Supplementary Figure 8 Bayesian statistical and cooperativity analysis for the identification of differential expression in CDR3β P6-P7 doublet frequencies. (a) The posterior probability distributions (Eqs. (7) and (9)) for doublet frequencies are illustrated for three doublets (FW, AW, GK) across three TCR populations. In each panel, we plot the replicate-specific distributions (red, blue, magenta) and the average distribution (black). (b) The probability distribution of the enrichment factor (Eq. (12)) for three doublets (FW, QK and GM) for three representative comparisons (Left: IA b -activated vs. pre-selection, V β 2, 15-mer, Middle: Bim -/- CD8 + T cells vs. B6 CD8 + T cells, V β 6, 13- mer, Right: B6 CD4 + T cells vs. NOD CD4 + T cells, Vβ6, 13-mer) illustrating significant enrichment, depletion and no change, respectively. The black dashed line corresponds to an enrichment factor of 1. (c) Enrichment factor distributions for doublet FW: Comparison of FW CDR3β doublet enrichment in H-2 D b activated versus preselection TCRs for the 9 different cases, (rows: Vβ8, Vβ6, Vβ2, and columns: CDR3 lengths of 13, 14, 15 amino acids). 6 out of 9 cases show a significant enrichment, while 3 cases, owing to poor statistical power, cannot be called based on our threshold (P(Enrichment) > 0.95).

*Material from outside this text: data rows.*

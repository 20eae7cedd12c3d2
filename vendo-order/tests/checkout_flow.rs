//! End-to-end checkout flow across the workflow, inventory ledger,
//! coupon ledger, and payment processor, with a deterministic gateway.

use rust_decimal_macros::dec;
use std::sync::Arc;
use vendo_catalog::{InMemoryCatalog, InventoryLedger, Product, ProductCatalog};
use vendo_core::{EventSink, MemoryEventSink, PaymentMethod, PaymentStatus};
use vendo_coupon::{CouponLedger, DiscountKind};
use vendo_order::{InMemoryOrderStore, NewLineItem, OrderStatus, OrderWorkflow};
use vendo_payment::{ConfirmOrder, FixedOutcomeGateway, PaymentProcessor};
use vendo_shared::OrderEventType;

struct Checkout {
    catalog: Arc<InMemoryCatalog>,
    inventory: Arc<InventoryLedger>,
    coupons: Arc<CouponLedger>,
    events: Arc<MemoryEventSink>,
    workflow: Arc<OrderWorkflow>,
    processor: PaymentProcessor,
}

fn checkout(gateway_succeeds: bool) -> Checkout {
    let catalog = Arc::new(InMemoryCatalog::new());
    let inventory = Arc::new(InventoryLedger::new(
        Arc::clone(&catalog) as Arc<dyn ProductCatalog>
    ));
    let coupons = Arc::new(CouponLedger::new());
    let events = Arc::new(MemoryEventSink::new());
    let workflow = Arc::new(OrderWorkflow::new(
        Arc::new(InMemoryOrderStore::new()),
        Arc::clone(&inventory),
        Arc::clone(&coupons),
        Arc::clone(&events) as Arc<dyn EventSink>,
    ));
    let processor = PaymentProcessor::new(
        Arc::new(FixedOutcomeGateway {
            succeed: gateway_succeeds,
        }),
        Arc::clone(&workflow) as Arc<dyn ConfirmOrder>,
    );
    Checkout {
        catalog,
        inventory,
        coupons,
        events,
        workflow,
        processor,
    }
}

fn two_headphones(checkout: &Checkout, stock: i32) -> (uuid::Uuid, NewLineItem) {
    let product_id = checkout
        .catalog
        .insert(Product::new("Wireless Headphones", dec!(79.99), stock));
    let line = NewLineItem {
        product_id,
        product_name: "Wireless Headphones".to_string(),
        quantity: 2,
        unit_price: dec!(79.99),
    };
    (product_id, line)
}

#[test]
fn successful_checkout_confirms_order_and_deducts_stock() {
    let checkout = checkout(true);
    let (product_id, line) = two_headphones(&checkout, 10);

    let order = checkout.workflow.create_order(
        10,
        vec![line],
        "1 Main St".to_string(),
        PaymentMethod::CreditCard,
        None,
    );
    assert_eq!(order.total_amount, dec!(159.98));

    assert!(checkout.workflow.reserve_order_stock(order.id).unwrap());
    assert_eq!(checkout.inventory.available_stock(product_id).unwrap(), 8);

    let payment = checkout
        .processor
        .process_payment(order.id, order.total_amount, "CREDIT_CARD");
    assert_eq!(payment.status, PaymentStatus::Completed);

    // Payment success flowed back into the workflow
    let confirmed = checkout.workflow.order(order.id).unwrap();
    assert_eq!(confirmed.status, OrderStatus::Confirmed);

    // The reservation became a permanent deduction
    assert_eq!(checkout.catalog.find_product(product_id).unwrap().stock, 8);
    assert_eq!(checkout.inventory.available_stock(product_id).unwrap(), 8);

    let recorded = checkout.processor.payments_by_order(order.id);
    assert_eq!(recorded.len(), 1);
    assert_eq!(recorded[0].status, PaymentStatus::Completed);
    assert_eq!(recorded[0].amount, dec!(159.98));

    let types: Vec<OrderEventType> = checkout
        .events
        .events()
        .iter()
        .map(|e| e.event_type)
        .collect();
    assert_eq!(
        types,
        vec![OrderEventType::OrderCreated, OrderEventType::OrderStatusUpdated]
    );
}

#[test]
fn declined_payment_leaves_order_pending_and_stock_reserved() {
    let checkout = checkout(false);
    let (product_id, line) = two_headphones(&checkout, 10);

    let order = checkout.workflow.create_order(
        10,
        vec![line],
        "1 Main St".to_string(),
        PaymentMethod::EWallet,
        None,
    );
    assert!(checkout.workflow.reserve_order_stock(order.id).unwrap());

    let payment = checkout
        .processor
        .process_payment(order.id, order.total_amount, "E_WALLET");
    assert_eq!(payment.status, PaymentStatus::Failed);

    // No confirmation happened; compensation is the caller's move
    assert_eq!(checkout.workflow.order(order.id).unwrap().status, OrderStatus::Pending);
    assert_eq!(checkout.inventory.available_stock(product_id).unwrap(), 8);

    // Cancelling releases the hold without touching total stock
    checkout.workflow.cancel_order(order.id).unwrap();
    assert_eq!(checkout.inventory.available_stock(product_id).unwrap(), 10);
    assert_eq!(checkout.catalog.find_product(product_id).unwrap().stock, 10);
}

#[test]
fn discounted_checkout_charges_the_discounted_total() {
    let checkout = checkout(true);
    let (_, line) = two_headphones(&checkout, 10);
    checkout
        .coupons
        .create_coupon("SAVE10", DiscountKind::Percentage, dec!(10), dec!(0), 5);

    let order = checkout.workflow.create_order(
        10,
        vec![line],
        "1 Main St".to_string(),
        PaymentMethod::CreditCard,
        Some("SAVE10"),
    );
    assert_eq!(order.total_amount, dec!(143.98));

    assert!(checkout.workflow.reserve_order_stock(order.id).unwrap());
    let payment = checkout
        .processor
        .process_payment(order.id, order.total_amount, "CREDIT_CARD");
    assert_eq!(payment.status, PaymentStatus::Completed);
    assert_eq!(payment.amount, dec!(143.98));
}

#[test]
fn refund_after_checkout_is_single_use() {
    let checkout = checkout(true);
    let (_, line) = two_headphones(&checkout, 10);

    let order = checkout.workflow.create_order(
        10,
        vec![line],
        "1 Main St".to_string(),
        PaymentMethod::BankTransfer,
        None,
    );
    assert!(checkout.workflow.reserve_order_stock(order.id).unwrap());
    let payment = checkout
        .processor
        .process_payment(order.id, order.total_amount, "BANK_TRANSFER");
    let txn_id = payment.transaction_id.unwrap();

    let refund = checkout.processor.refund_payment(&txn_id, "damaged in transit");
    assert_eq!(refund.status, PaymentStatus::Refunded);
    assert_eq!(refund.amount, dec!(159.98));

    let again = checkout.processor.refund_payment(&txn_id, "again");
    assert_eq!(again.status, PaymentStatus::Failed);
    assert_eq!(
        checkout.processor.payment_status(&txn_id),
        Some(PaymentStatus::Refunded)
    );
}

#[test]
fn shipped_orders_cannot_be_cancelled() {
    let checkout = checkout(true);
    let (_, line) = two_headphones(&checkout, 10);

    let order = checkout.workflow.create_order(
        10,
        vec![line],
        "1 Main St".to_string(),
        PaymentMethod::Cod,
        None,
    );
    checkout
        .workflow
        .update_order_status(order.id, OrderStatus::Shipped)
        .unwrap();

    assert!(checkout.workflow.cancel_order(order.id).is_err());
    assert_eq!(checkout.workflow.order(order.id).unwrap().status, OrderStatus::Shipped);
}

It is noteworthy that in the three non-significant cases, the distribution shows a clear bias to the right. (d) Cooperativity between amino acid distributions at CDR3β P6 and P7: Bar graphs show the Mutual information between the frequency distributions at P6 and P7, MI(P6, P7) expressed as the percentage of the Shannon entropy at P6 (Panel d) or P7 (Panel e). Within each panel, the calculation was performed on the pre-selection TCRs and the MHC-activated TCRs separately (left and right set of bars).